R. – É mais uma questão de ser mais fácil de tocar do que um instrumento normal.
P. – Para os Morphine a técnica é absolutamente secundária?
R. – Sim, a esse nível sentimo-nos completamente perdidos [risos]. Nós tentamos, mas… Eu não tenho técnica do baixo de quatro cordas. Não consigo tocar. Toco uma canção e as mãos já não conseguem…
P. – Apesar disso, o som de baixo dos Morphine faz, por vezes, lembrar um contrabaixo…
R. – Mas convidámos para este disco um amigo que toca contrabaixo, na primeira canção e em “Empty box”. E, em “Hanging on a curtain”, o que parece ser um contrabaixo é, na verdade, um “mellotron”.
P. – “Mellotron” que foi um dos primeiros instrumentos electrónicos a ser utilizado nos anos 60 e, sobretudo, nos 70, pela escola progressiva. O termo “progressivo” assusta-o?
R. – “Progressivo” tem sido um termo cuja definição está constantemente a mudar. Como o “jazz” ou “alternativo”.
P. – “Like Swimming” demonstra um gosto, por vezes subliminar, pelos blues e pelo jazz. São dois universos determinantes no som dos Morphine?
R. – Ouço de tudo. Gosto de um tipo particular de blues, do início dos anos 50, os discos de Muddy Waters dessa época. Há um disco dele fabuloso, sem bateria, somente contrabaixo e “slide guitar”, com mais dinâmica do que qualquer energia rock dos dias de hoje. E muito mais dramático.
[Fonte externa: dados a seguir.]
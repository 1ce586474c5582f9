//! Keeps each task's reminder flag and notification handle in sync.
//!
//! Rules:
//! - a handle is stored only while `reminder` is set and the due date was in
//!   the future when it was scheduled;
//! - on edit the old handle is cancelled before the edit is written and
//!   before anything new is scheduled;
//! - on delete the handle is cancelled before the document is removed;
//! - scheduling is best-effort and never blocks persistence.

use crate::categories;
use crate::error::{Error, Result, ValidationError};
use crate::session::Session;
use crate::tasks::models::{Task, TaskDraft, TaskPatch, DEFAULT_CATEGORY_ID};
use crate::tasks::store::TodoStore;
use crate::templates;
use crate::traits::NotificationHandle;
use chrono::{DateTime, Utc};
use std::sync::Arc;

/// Title of every task reminder notification.
pub const TASK_REMINDER_TITLE: &str = "Task reminder";

/// Why a requested reminder was not scheduled.
#[derive(Debug, Clone, Copy, PartialEq, Eq)]
pub enum SkipReason {
    /// The task has no due date.
    NoDueDate,
    /// The due date is not in the future.
    DueInPast,
    /// The user turned notifications off in preferences.
    NotificationsDisabled,
}

impl std::fmt::Display for SkipReason {
    fn fmt(&self, f: &mut std::fmt::Formatter<'_>) -> std::fmt::Result {
        f.write_str(match self {
            Self::NoDueDate => "no due date",
            Self::DueInPast => "due date is not in the future",
            Self::NotificationsDisabled => "notifications are turned off",
        })
    }
}

/// What happened to a task's reminder after a create, edit or re-arm.
#[derive(Debug, Clone, PartialEq, Eq)]
pub enum ReminderOutcome {
    /// The task does not ask for a reminder.
    NotRequested,
    /// A notification is pending under this handle.
    Scheduled(NotificationHandle),
    /// Nothing was scheduled, for an expected reason.
    Skipped(SkipReason),
    /// Scheduling was attempted and failed; the task was saved anyway.
    Failed(String),
}

impl ReminderOutcome {
    /// The handle stored on the task, if any.
    #[must_use]
    pub const fn handle(&self) -> Option<&NotificationHandle> {
        match self {
            Self::Scheduled(handle) => Some(handle),
            _ => None,
        }
    }

    /// A warning to show the user, for failures only.
    #[must_use]
    pub fn warning(&self) -> Option<String> {
        match self {
            Self::Failed(_) => Some(Error::Scheduling(String::new()).user_message()),
            _ => None,
        }
    }
}

/// Summary of a [`Reconciler::rearm`] pass.
#[derive(Debug, Clone, Copy, Default, PartialEq, Eq)]
pub struct RearmReport {
    /// Tasks that got a fresh notification.
    pub scheduled: usize,
    /// Tasks whose stale handle was cleared.
    pub cleared: usize,
    /// Tasks whose reminder could not be restored.
    pub failed: usize,
}

/// Creates, edits and deletes tasks while keeping reminders consistent.
#[derive(Clone)]
pub struct Reconciler {
    store: Arc<dyn TodoStore>,
}

impl std::fmt::Debug for Reconciler {
    fn fmt(&self, f: &mut std::fmt::Formatter<'_>) -> std::fmt::Result {
        f.debug_struct("Reconciler").finish_non_exhaustive()
    }
}

fn validate_title(title: &str) -> Result<String> {
    let trimmed = title.trim();
    if trimmed.is_empty() {
        return Err(ValidationError::EmptyTitle.into());
    }
    Ok(trimmed.to_string())
}

fn reminder_body(title: &str) -> String {
    templates::render_with_vars("notifications/task_reminder.tera", &[("title", title)])
        .unwrap_or_else(|e| {
            tracing::warn!(error = %e, "falling back to plain reminder text");
            format!("It's time for: {title}")
        })
}

impl Reconciler {
    /// Create a reconciler writing through `store`.
    #[must_use]
    pub fn new(store: Arc<dyn TodoStore>) -> Self {
        Self { store }
    }

    /// The underlying store.
    #[must_use]
    pub fn store(&self) -> &Arc<dyn TodoStore> {
        &self.store
    }

    /// Replace a missing or dangling category with the fallback.
    async fn resolve_category(&self, session: &Session, requested: Option<&str>) -> String {
        let requested = requested.unwrap_or(DEFAULT_CATEGORY_ID);
        match self.store.list_categories(session.user_id()).await {
            Ok(categories) => categories::resolve(&categories, requested).id,
            Err(e) => {
                tracing::warn!(error = %e, category = requested, "could not check category");
                requested.to_string()
            }
        }
    }

    /// Schedule a reminder for a task's current fields. Never fails.
    async fn schedule_for(
        session: &Session,
        title: &str,
        due_date: Option<DateTime<Utc>>,
        reminder: bool,
    ) -> ReminderOutcome {
        if !reminder {
            return ReminderOutcome::NotRequested;
        }
        if !session.preferences().notifications_enabled {
            return ReminderOutcome::Skipped(SkipReason::NotificationsDisabled);
        }
        let Some(due_date) = due_date else {
            return ReminderOutcome::Skipped(SkipReason::NoDueDate);
        };

        let body = reminder_body(title);
        match session.scheduler().schedule(TASK_REMINDER_TITLE, &body, due_date).await {
            Ok(Some(handle)) => ReminderOutcome::Scheduled(handle),
            Ok(None) => ReminderOutcome::Skipped(SkipReason::DueInPast),
            Err(e) => {
                tracing::warn!(error = %e, "reminder scheduling failed, task kept without it");
                ReminderOutcome::Failed(e.to_string())
            }
        }
    }

    /// Store a freshly scheduled handle on the task.
    ///
    /// If the write fails the notification is cancelled again so that no
    /// unrecorded notification stays live.
    async fn record(&self, session: &Session, id: &str, outcome: ReminderOutcome) -> ReminderOutcome {
        let ReminderOutcome::Scheduled(handle) = outcome else {
            return outcome;
        };
        let patch = TaskPatch {
            notification_handle: Some(Some(handle.as_str().to_string())),
            ..TaskPatch::default()
        };
        match self.store.update_task(session.user_id(), id, patch).await {
            Ok(()) => ReminderOutcome::Scheduled(handle),
            Err(e) => {
                tracing::warn!(error = %e, %handle, "could not record handle, cancelling it");
                if let Err(cancel_err) = session.scheduler().cancel(Some(&handle)).await {
                    tracing::warn!(error = %cancel_err, %handle, "orphaned notification");
                }
                ReminderOutcome::Failed(e.to_string())
            }
        }
    }

    /// Create a task and schedule its reminder.
    ///
    /// Returns the new task ID and what happened to the reminder.
    ///
    /// # Errors
    ///
    /// Returns [`Error::Validation`] for an empty title before any external
    /// call, or the store error if the task could not be created.
    #[tracing::instrument(skip(self, session, draft), fields(user_id = %session.user_id()))]
    pub async fn create_task(
        &self,
        session: &Session,
        mut draft: TaskDraft,
    ) -> Result<(String, ReminderOutcome)> {
        draft.title = validate_title(&draft.title)?;
        draft.category = Some(self.resolve_category(session, draft.category.as_deref()).await);
        draft.priority = draft.priority.or(Some(session.preferences().default_priority));

        let title = draft.title.clone();
        let due_date = draft.due_date;
        let reminder = draft.reminder.unwrap_or(false);

        let id = self.store.create_task(session.user_id(), draft).await?;
        let outcome = Self::schedule_for(session, &title, due_date, reminder).await;
        let outcome = self.record(session, &id, outcome).await;

        tracing::info!(task_id = %id, ?outcome, "task created");
        Ok((id, outcome))
    }

    /// Apply an edit and bring the reminder in line with the result.
    ///
    /// Any previous handle is cancelled before the edit is written and
    /// before a new one is scheduled. If that cancel fails nothing new is
    /// scheduled, and the reminder flag and due date are left as they were
    /// so the stored handle still describes the live notification.
    ///
    /// # Errors
    ///
    /// Returns [`Error::Validation`] for an empty title, [`Error::NotFound`]
    /// if the task does not exist, or the store error if the edit could not
    /// be saved.
    #[tracing::instrument(skip(self, session, patch), fields(user_id = %session.user_id()))]
    pub async fn edit_task(
        &self,
        session: &Session,
        id: &str,
        mut patch: TaskPatch,
    ) -> Result<ReminderOutcome> {
        if let Some(title) = &patch.title {
            patch.title = Some(validate_title(title)?);
        }
        if let Some(category) = patch.category.take() {
            patch.category = Some(self.resolve_category(session, Some(&category)).await);
        }

        let current = self
            .store
            .get_task(session.user_id(), id)
            .await?
            .ok_or_else(|| Error::NotFound { collection: "task", id: id.to_string() })?;

        patch.notification_handle = None;
        let old_handle = current.notification_handle.clone();

        if let Err(e) = session.scheduler().cancel_stored(old_handle.as_deref()).await {
            // The old notification is still live, so its task keeps the
            // reminder flag and due date it was scheduled for.
            tracing::warn!(error = %e, "old reminder could not be cancelled, not rescheduling");
            patch.reminder = None;
            patch.due_date = None;
            if !patch.is_empty() {
                self.store.update_task(session.user_id(), id, patch).await?;
            }
            return Ok(ReminderOutcome::Failed(e.to_string()));
        }

        let next = patch.apply_to(&current);
        if old_handle.is_some() {
            patch.notification_handle = Some(None);
        }
        if !patch.is_empty() {
            self.store.update_task(session.user_id(), id, patch).await?;
        }

        let outcome = Self::schedule_for(session, &next.title, next.due_date, next.reminder).await;
        Ok(self.record(session, id, outcome).await)
    }

    /// Cancel a task's reminder and delete it.
    ///
    /// A failed cancel is logged and does not prevent the delete.
    ///
    /// # Errors
    ///
    /// Returns the store error if the task could not be deleted.
    #[tracing::instrument(skip(self, session), fields(user_id = %session.user_id()))]
    pub async fn delete_task(&self, session: &Session, id: &str) -> Result<()> {
        let handle = match self.store.get_task(session.user_id(), id).await {
            Ok(task) => task.and_then(|t| t.notification_handle),
            Err(e) => {
                tracing::warn!(error = %e, "could not read task before delete");
                None
            }
        };
        if let Err(e) = session.scheduler().cancel_stored(handle.as_deref()).await {
            tracing::warn!(error = %e, "reminder could not be cancelled before delete");
        }
        self.store.delete_task(session.user_id(), id).await
    }

    /// Restore reminders after a restart.
    ///
    /// Notifications from a previous process are gone, so every recorded
    /// handle is cancelled and each task with a reminder is scheduled again
    /// if it is still actionable, or has its handle cleared otherwise.
    ///
    /// # Errors
    ///
    /// Returns the store error if clearing a stale handle fails.
    #[tracing::instrument(skip(self, session, tasks), fields(user_id = %session.user_id()))]
    pub async fn rearm(&self, session: &Session, tasks: &[Task]) -> Result<RearmReport> {
        let mut report = RearmReport::default();

        for task in tasks.iter().filter(|t| t.reminder || t.notification_handle.is_some()) {
            if let Err(e) = session.scheduler().cancel_stored(task.notification_handle.as_deref()).await
            {
                tracing::warn!(task_id = %task.id, error = %e, "stale reminder not cancelled");
                report.failed += 1;
                continue;
            }

            let outcome =
                Self::schedule_for(session, &task.title, task.due_date, task.reminder).await;
            match self.record(session, &task.id, outcome).await {
                ReminderOutcome::Scheduled(_) => report.scheduled += 1,
                ReminderOutcome::Failed(_) => report.failed += 1,
                ReminderOutcome::NotRequested | ReminderOutcome::Skipped(_) => {
                    if task.notification_handle.is_some() {
                        let patch =
                            TaskPatch { notification_handle: Some(None), ..TaskPatch::default() };
                        self.store.update_task(session.user_id(), &task.id, patch).await?;
                        report.cleared += 1;
                    }
                }
            }
        }

        tracing::info!(?report, "reminders re-armed");
        Ok(report)
    }
}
P. – Também aparecem em “Like Swimming” ambientes fumarentos, de bares em horas de fecho, um pouco ao modo de Tom Waits…
R. – Em certas canções há, de facto, muito esse ambiente “smoky”, do qual, sobretudo, os escritores gostam muito de falar.
P. – Como é que os Morphine trabalham em estúdio? Sente-se que os processos devem ser diferentes do habitual.
R. – Para a gravação de “Like Swimming”, usámos um gravador de 24 pistas, o que é vulgar nestas situações. Tentámos tocar o mais que pudemos ao vivo no estúdio. Nalguns casos, tivemos de acrescentar sons por cima. Costumamos trabalhar em estúdio bastante depressa, porque as canções vêm quase todas já rodadas dos espectáculos ao vivo. Mas acontece que acabamos por usar bastantes “overdubs”, por uma razão muito simples. É que depois de gravarmos a banda a tocar em conjunto, sobram ainda uma quantidade de pistas vazias. Nessa discutimos entre nós e incluímos toda a espécie de efeitos bizarros, utilizando tudo o que temos à disposição no estúdio. Daí a tal inclusão dos sintetizadores ou do “mellotron” nas misturas de “Like Swimming”, só porque, na altura, estavam ali…
P. – O que, ao vivo, é impossível de fazer. São uma banda diferente, nos concertos?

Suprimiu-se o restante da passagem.